When the ink was dry, Kel gently shut the book where Neal had carefully written out all the poems she liked best, where there was still more room for another year of poems, but not much more than a year. They’d need a second volume, someday.
“Going out so close to time, Kel?” Raoul asked when he caught her in the corridor, book tucked under her arm.
Kel badly wanted to squirm. He’d been through the Ordeal once, though, and he’d seen her the morning of Joren’s. He had to know she would want to be prepared. “I know it’s last-minute. I just need to—leave this. With someone.”
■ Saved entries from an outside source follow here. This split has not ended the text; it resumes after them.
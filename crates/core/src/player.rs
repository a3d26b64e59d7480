//! The player's stats, progression and inventory bookkeeping.

use crate::combat::{Combatant, apply_damage};
use crate::config::PlayerConfig;
use crate::loot::ItemRef;
use crate::rng::DungeonRng;
use crate::types::Pos;

#[derive(Clone, Debug, PartialEq, Eq)]
pub struct Player {
    pub pos: Pos,
    pub max_hp: i32,
    pub current_hp: i32,
    pub attack: i32,
    pub defense: i32,
    pub level: u32,
    pub experience: u32,
    pub experience_to_next_level: u32,
    pub inventory: Vec<ItemRef>,
    pub inventory_capacity: usize,
    pub has_pocket_kitten: bool,
    pub steps_taken: u64,
    steps_until_heal: i32,
}

#[derive(Clone, Copy, Debug, PartialEq, Eq)]
pub struct LevelUp {
    pub level: u32,
    pub old_max_hp: i32,
    pub new_max_hp: i32,
}

#[derive(Clone, Copy, Debug, PartialEq, Eq)]
pub struct Heal {
    pub amount: i32,
    pub from: i32,
    pub to: i32,
}

impl Player {
    pub fn new(pos: Pos, config: &PlayerConfig, rng: &mut DungeonRng) -> Self {
        Self {
            pos,
            max_hp: config.max_hp,
            current_hp: config.max_hp,
            attack: config.attack,
            defense: config.defense,
            level: 1,
            experience: 0,
            experience_to_next_level: config.first_level_xp,
            inventory: Vec::new(),
            inventory_capacity: config.inventory_capacity,
            has_pocket_kitten: true,
            steps_taken: 0,
            steps_until_heal: heal_interval(rng),
        }
    }

    pub fn is_dead(&self) -> bool {
        self.current_hp <= 0
    }

    pub fn heal(&mut self, amount: i32) {
        self.current_hp = (self.current_hp + amount).min(self.max_hp);
    }

    /// Adds experience and returns every level gained along the way.
    pub fn gain_experience(&mut self, amount: u32) -> Vec<LevelUp> {
        self.experience += amount;
        let mut gained = Vec::new();
        while self.experience >= self.experience_to_next_level {
            gained.push(self.level_up());
        }
        gained
    }

    fn level_up(&mut self) -> LevelUp {
        self.experience -= self.experience_to_next_level;
        self.level += 1;
        let old_max_hp = self.max_hp;
        self.max_hp += 10;
        self.current_hp += 10;
        self.attack += 1;
        self.defense += 1;
        self.experience_to_next_level = self.experience_to_next_level * 3 / 2;
        LevelUp { level: self.level, old_max_hp, new_max_hp: self.max_hp }
    }

    /// Restores hit points after death; costs some experience.
    pub fn respawn(&mut self, pos: Pos) {
        self.current_hp = self.max_hp;
        self.experience = self.experience.saturating_sub(10);
        self.pos = pos;
    }

    /// Counts a step and applies heal-over-time when the interval elapses.
    pub fn take_step(&mut self, rng: &mut DungeonRng) -> Option<Heal> {
        self.steps_taken += 1;
        self.steps_until_heal -= 1;
        if self.steps_until_heal > 0 {
            return None;
        }

        self.steps_until_heal = heal_interval(rng);
        if self.current_hp >= self.max_hp {
            return None;
        }
        let percent = rng.range_inclusive(1, 3);
        let amount = (self.max_hp * percent / 100).max(1);
        let from = self.current_hp;
        self.heal(amount);
        Some(Heal { amount, from, to: self.current_hp })
    }

    pub fn inventory_full(&self) -> bool {
        self.inventory.len() >= self.inventory_capacity
    }

    /// Returns the item back when there is no room for it.
    pub fn add_item(&mut self, item: ItemRef) -> Result<(), ItemRef> {
        if self.inventory_full() {
            return Err(item);
        }
        self.inventory.push(item);
        Ok(())
    }
}

fn heal_interval(rng: &mut DungeonRng) -> i32 {
    rng.range_inclusive(2, 4)
}

impl Combatant for Player {
    fn name(&self) -> &str {
        "You"
    }

    fn name_as_target(&self) -> &str {
        "you"
    }

    fn attack_verb(&self) -> &'static str {
        "attack"
    }

    fn attack(&self) -> i32 {
        self.attack
    }

    fn defense(&self) -> i32 {
        self.defense
    }

    fn current_hp(&self) -> i32 {
        self.current_hp
    }

    fn take_damage(&mut self, amount: i32) -> bool {
        apply_damage(&mut self.current_hp, amount)
    }
}

#[cfg(test)]
mod tests {
    use super::*;

    fn fresh_player() -> (Player, DungeonRng) {
        let mut rng = DungeonRng::seed_from_u64(17);
        let player = Player::new(Pos::new(1, 1), &PlayerConfig::default(), &mut rng);
        (player, rng)
    }

    #[test]
    fn level_up_raises_stats_and_threshold() {
        let (mut player, _) = fresh_player();
        let gained = player.gain_experience(25);
        assert_eq!(gained, vec![LevelUp { level: 2, old_max_hp: 100, new_max_hp: 110 }]);
        assert_eq!(player.experience, 5);
        assert_eq!(player.experience_to_next_level, 30);
        assert_eq!(player.attack, 6);
        assert_eq!(player.defense, 3);
        assert_eq!(player.current_hp, 110);
    }

    #[test]
    fn large_experience_gain_can_level_twice() {
        let (mut player, _) = fresh_player();
        let gained = player.gain_experience(55);
        assert_eq!(gained.len(), 2);
        assert_eq!(player.level, 3);
        assert_eq!(player.experience, 5);
    }

    #[test]
    fn heal_over_time_only_when_injured() {
        let (mut player, mut rng) = fresh_player();
        for _ in 0..20 {
            assert!(player.take_step(&mut rng).is_none(), "full health should never heal");
        }

        player.current_hp = 50;
        let heal = (0..4).find_map(|_| player.take_step(&mut rng)).expect("heal within 4 steps");
        assert!((1..=3).contains(&heal.amount));
        assert_eq!(heal.from, 50);
        assert_eq!(player.current_hp, 50 + heal.amount);
    }

    #[test]
    fn respawn_restores_health_and_costs_experience() {
        let (mut player, _) = fresh_player();
        player.experience = 4;
        player.current_hp = 0;
        player.respawn(Pos::new(9, 9));
        assert_eq!(player.current_hp, player.max_hp);
        assert_eq!(player.experience, 0);
        assert_eq!(player.pos, Pos::new(9, 9));
    }

    #[test]
    fn full_inventory_hands_item_back() {
        let (mut player, _) = fresh_player();
        player.inventory_capacity = 1;
        assert!(player.add_item(ItemRef::new("Rusty Dagger", ')')).is_ok());
        let rejected = player.add_item(ItemRef::new("Leather Armor", '['));
        assert_eq!(rejected, Err(ItemRef::new("Leather Armor", '[')));
    }

    #[test]
    fn player_messages_use_second_person() {
        let (player, _) = fresh_player();
        assert_eq!(player.name(), "You");
        assert_eq!(player.name_as_target(), "you");
        assert_eq!(player.attack_verb(), "attack");
    }
}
His mouth quirked. He’d spotted the book, clearly, and it seemed like every member of Third Company had teased her about her ever-present poetry book in camp. She stored Neal’s letters between the pages, and had had to remove them so she didn’t give too much away. “With someone, of course,” he said. “Well, don’t let someone distract you for too long.”
Her face had to be flaming. She ducked her head. “I won’t, my lord. It’s just for safekeeping, that’s all.”
Raoul’s expression softened from teasing into concern. “You’ll get it back,” he said, more of a promise than he ought to be making.
“I just have to make sure he has it tonight,” said Kel, and went off down the hallway to be as brave as she possibly could.